Author Lynne Kutsukake against a neutral background

Lynne Kutsukake is a Japanese Canadian writer. Her debut novel, The Translation of Love (2016), won the Canada-Japan Literary Award and the Kobo...

Kazuo Nakai should have understood that all was not well when Satsuki didn’t give him a single sign of acknowledgement the entire evening. No hello, no smile, not even a quick flutter of her lovely, tapered fingers. This, despite the fact that she had passed directly in front of him several times, once so close he could have reached out and brushed her cheek. She had a young man in tow and was working the floor, moving from person to person like a bumblebee determined to light upon every flower in the field. The narrow confines of the Takemoto Gallery were packed. Everyone in the Tokyo art scene had turned out for the sayonara party.

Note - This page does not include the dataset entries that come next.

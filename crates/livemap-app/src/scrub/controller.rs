use crate::error::{DecodeError, InitError};
use crate::surface::SurfaceTarget;

use super::Activity;
use super::progress::{scroll_progress, target_frame_index, ScrollGeometry};
use super::schedule::FrameScheduler;
use super::session::{DecodeSession, FrameRequest, FrameResult, RenderToken};

/// Lifecycle of the scrubber.
#[derive(Debug, Clone, Copy, PartialEq, Eq)]
pub enum ScrubState {
    /// Waiting for the first frame.
    Uninitialized,
    /// First frame drawn, no input seen yet.
    Ready,
    /// Following scroll input.
    Active,
}

/// Last computed progress plus the frames shown and in flight.
#[derive(Debug, Clone, Copy, PartialEq, Default)]
pub struct ProgressState {
    pub normalized_progress: f32,
    pub last_rendered: Option<u32>,
    /// Frame of the newest outstanding request.
    pub in_flight: Option<u32>,
}

/// Outcome of draining decode completions.
#[derive(Debug)]
pub enum ScrubPoll {
    Idle,
    /// A current result was drawn.
    Drew(u32),
    /// Frame 0 arrived; the scrubber is usable.
    BecameReady,
    /// Warm-up failed. The scrubber must be discarded.
    Failed(InitError),
}

#[derive(Debug, Clone, Copy, Default, PartialEq, Eq)]
pub struct ScrubStats {
    pub drawn: u64,
    pub stale: u64,
    pub failed: u64,
    pub redundant: u64,
}

/// Drives frame decodes from scroll position.
pub struct ScrubController {
    session: DecodeSession,
    state: ScrubState,
    progress: ProgressState,
    latest_token: RenderToken,
    scheduler: FrameScheduler,
    start_fraction: f32,
    stats: ScrubStats,
    worker_lost: bool,
}

impl ScrubController {
    /// Take ownership of an opened session and start decoding frame 0.
    pub fn new(session: DecodeSession, start_fraction: f32) -> Self {
        let mut controller = Self {
            session,
            state: ScrubState::Uninitialized,
            progress: ProgressState::default(),
            latest_token: RenderToken::default(),
            scheduler: FrameScheduler::new(),
            start_fraction,
            stats: ScrubStats::default(),
            worker_lost: false,
        };
        controller.decode_frame(0);
        controller
    }

    pub fn state(&self) -> ScrubState {
        self.state
    }

    pub fn progress(&self) -> ProgressState {
        self.progress
    }

    pub fn stats(&self) -> ScrubStats {
        self.stats
    }

    pub fn session(&self) -> &DecodeSession {
        &self.session
    }

    pub fn is_update_pending(&self) -> bool {
        self.scheduler.is_pending()
    }

    fn next_token(&mut self) -> RenderToken {
        self.latest_token = self.latest_token.next();
        self.latest_token
    }

    /// Request `index` from the decode thread.
    ///
    /// Returns `None` when the frame is already on the surface or being
    /// decoded, or the request could not be queued.
    pub fn decode_frame(&mut self, index: u32) -> Option<RenderToken> {
        let wanted = Some(index);
        if self.progress.last_rendered == wanted || self.progress.in_flight == wanted {
            self.stats.redundant += 1;
            return None;
        }
        let token = self.next_token();
        match self.session.submit(FrameRequest { index, token }) {
            Ok(()) => {
                self.progress.in_flight = wanted;
                Some(token)
            }
            Err(e) => {
                self.report_worker_lost(&e);
                None
            }
        }
    }

    /// Note page activity. Returns true if an update is now pending.
    pub fn on_activity(&mut self, activity: Activity) -> bool {
        match self.state {
            ScrubState::Uninitialized => return false,
            ScrubState::Ready => {
                log::debug!("Scrub active after first {activity:?}");
                self.state = ScrubState::Active;
            }
            ScrubState::Active => {}
        }
        if activity == Activity::Resize {
            // Same frame must be redrawn at the new surface size
            self.progress.last_rendered = None;
        }
        self.scheduler.request();
        true
    }

    /// Run the pending update, if any, against the current geometry.
    pub fn on_refresh(&mut self, geometry: &ScrollGeometry) -> Option<RenderToken> {
        if !self.scheduler.take() {
            return None;
        }
        let progress = scroll_progress(geometry, self.start_fraction);
        self.progress.normalized_progress = progress;
        let index = target_frame_index(progress, self.session.frame_count())?;
        self.decode_frame(index)
    }

    /// Apply finished decodes to the surface.
    pub fn poll(&mut self, target: &mut SurfaceTarget<'_>) -> ScrubPoll {
        let mut outcome = ScrubPoll::Idle;
        loop {
            let result = match self.session.try_recv() {
                Ok(Some(result)) => result,
                Ok(None) => return outcome,
                Err(e) => {
                    if self.state == ScrubState::Uninitialized {
                        return ScrubPoll::Failed(InitError::WarmUp(e));
                    }
                    self.report_worker_lost(&e);
                    return outcome;
                }
            };
            match self.apply(result, target) {
                ScrubPoll::Idle => {}
                drew @ ScrubPoll::Drew(_) => outcome = drew,
                decisive => return decisive,
            }
        }
    }

    fn apply(&mut self, result: FrameResult, target: &mut SurfaceTarget<'_>) -> ScrubPoll {
        let FrameResult {
            index,
            token,
            bitmap,
        } = result;

        if token != self.latest_token {
            self.stats.stale += 1;
            log::trace!(
                "Discarding stale frame {index} (token {} < {})",
                token.value(),
                self.latest_token.value()
            );
            if let Ok(bitmap) = bitmap {
                bitmap.close();
            }
            return ScrubPoll::Idle;
        }
        self.progress.in_flight = None;

        let bitmap = match bitmap {
            Ok(bitmap) => bitmap,
            Err(e) if self.state == ScrubState::Uninitialized => {
                return ScrubPoll::Failed(InitError::WarmUp(e));
            }
            Err(e) => {
                self.stats.failed += 1;
                log::warn!("Frame {index} failed to decode, skipping update: {e}");
                return ScrubPoll::Idle;
            }
        };

        let drawn = target.draw(bitmap.frame());
        bitmap.close();
        if drawn {
            self.progress.last_rendered = Some(index);
            self.stats.drawn += 1;
        }

        if self.state == ScrubState::Uninitialized {
            self.state = ScrubState::Ready;
            // Sync with wherever the page is already scrolled
            self.scheduler.request();
            let track = self.session.track();
            log::info!(
                "Scrubber ready: {} {}x{}, {} frames",
                track.format.mime_type(),
                track.width,
                track.height,
                track.frame_count
            );
            return ScrubPoll::BecameReady;
        }

        if drawn { ScrubPoll::Drew(index) } else { ScrubPoll::Idle }
    }

    fn report_worker_lost(&mut self, e: &DecodeError) {
        if !self.worker_lost {
            self.worker_lost = true;
            log::warn!("Frame decoder unavailable, scrubbing stalled: {e}");
        }
    }
}

impl Drop for ScrubController {
    fn drop(&mut self) {
        let ScrubStats {
            drawn,
            stale,
            failed,
            redundant,
        } = self.stats;
        log::debug!(
            "Scrubber stopped at {:.3} (frame {:?}): {drawn} drawn, {stale} stale, {failed} failed, {redundant} redundant",
            self.progress.normalized_progress,
            self.progress.last_rendered
        );
    }
}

Old Takemoto—nobody knew his exact age—was closing his legendary gallery for good. Rumour had it that ever since the bubble burst in 1991, he’d been looking for a buyer. When, after years of trying, he still couldn’t get the price he wanted, he’d surprised them all by selling his prime location to a toy store chain. The message was clear: Art might be a tough sell in recessionary times, but cheap toys would always do fine. This existentially depressing truism was not something the current crowd wanted to dwell upon; they were there to party, so they drank the plentiful wine and beer, ate the excellent sushi and yakitori, and engaged in their usual banter: who was doing what, where, and, most importantly, for how much. The crackle of gossip was deafening, worse than being in the tropical bird house at Ueno Zoo. 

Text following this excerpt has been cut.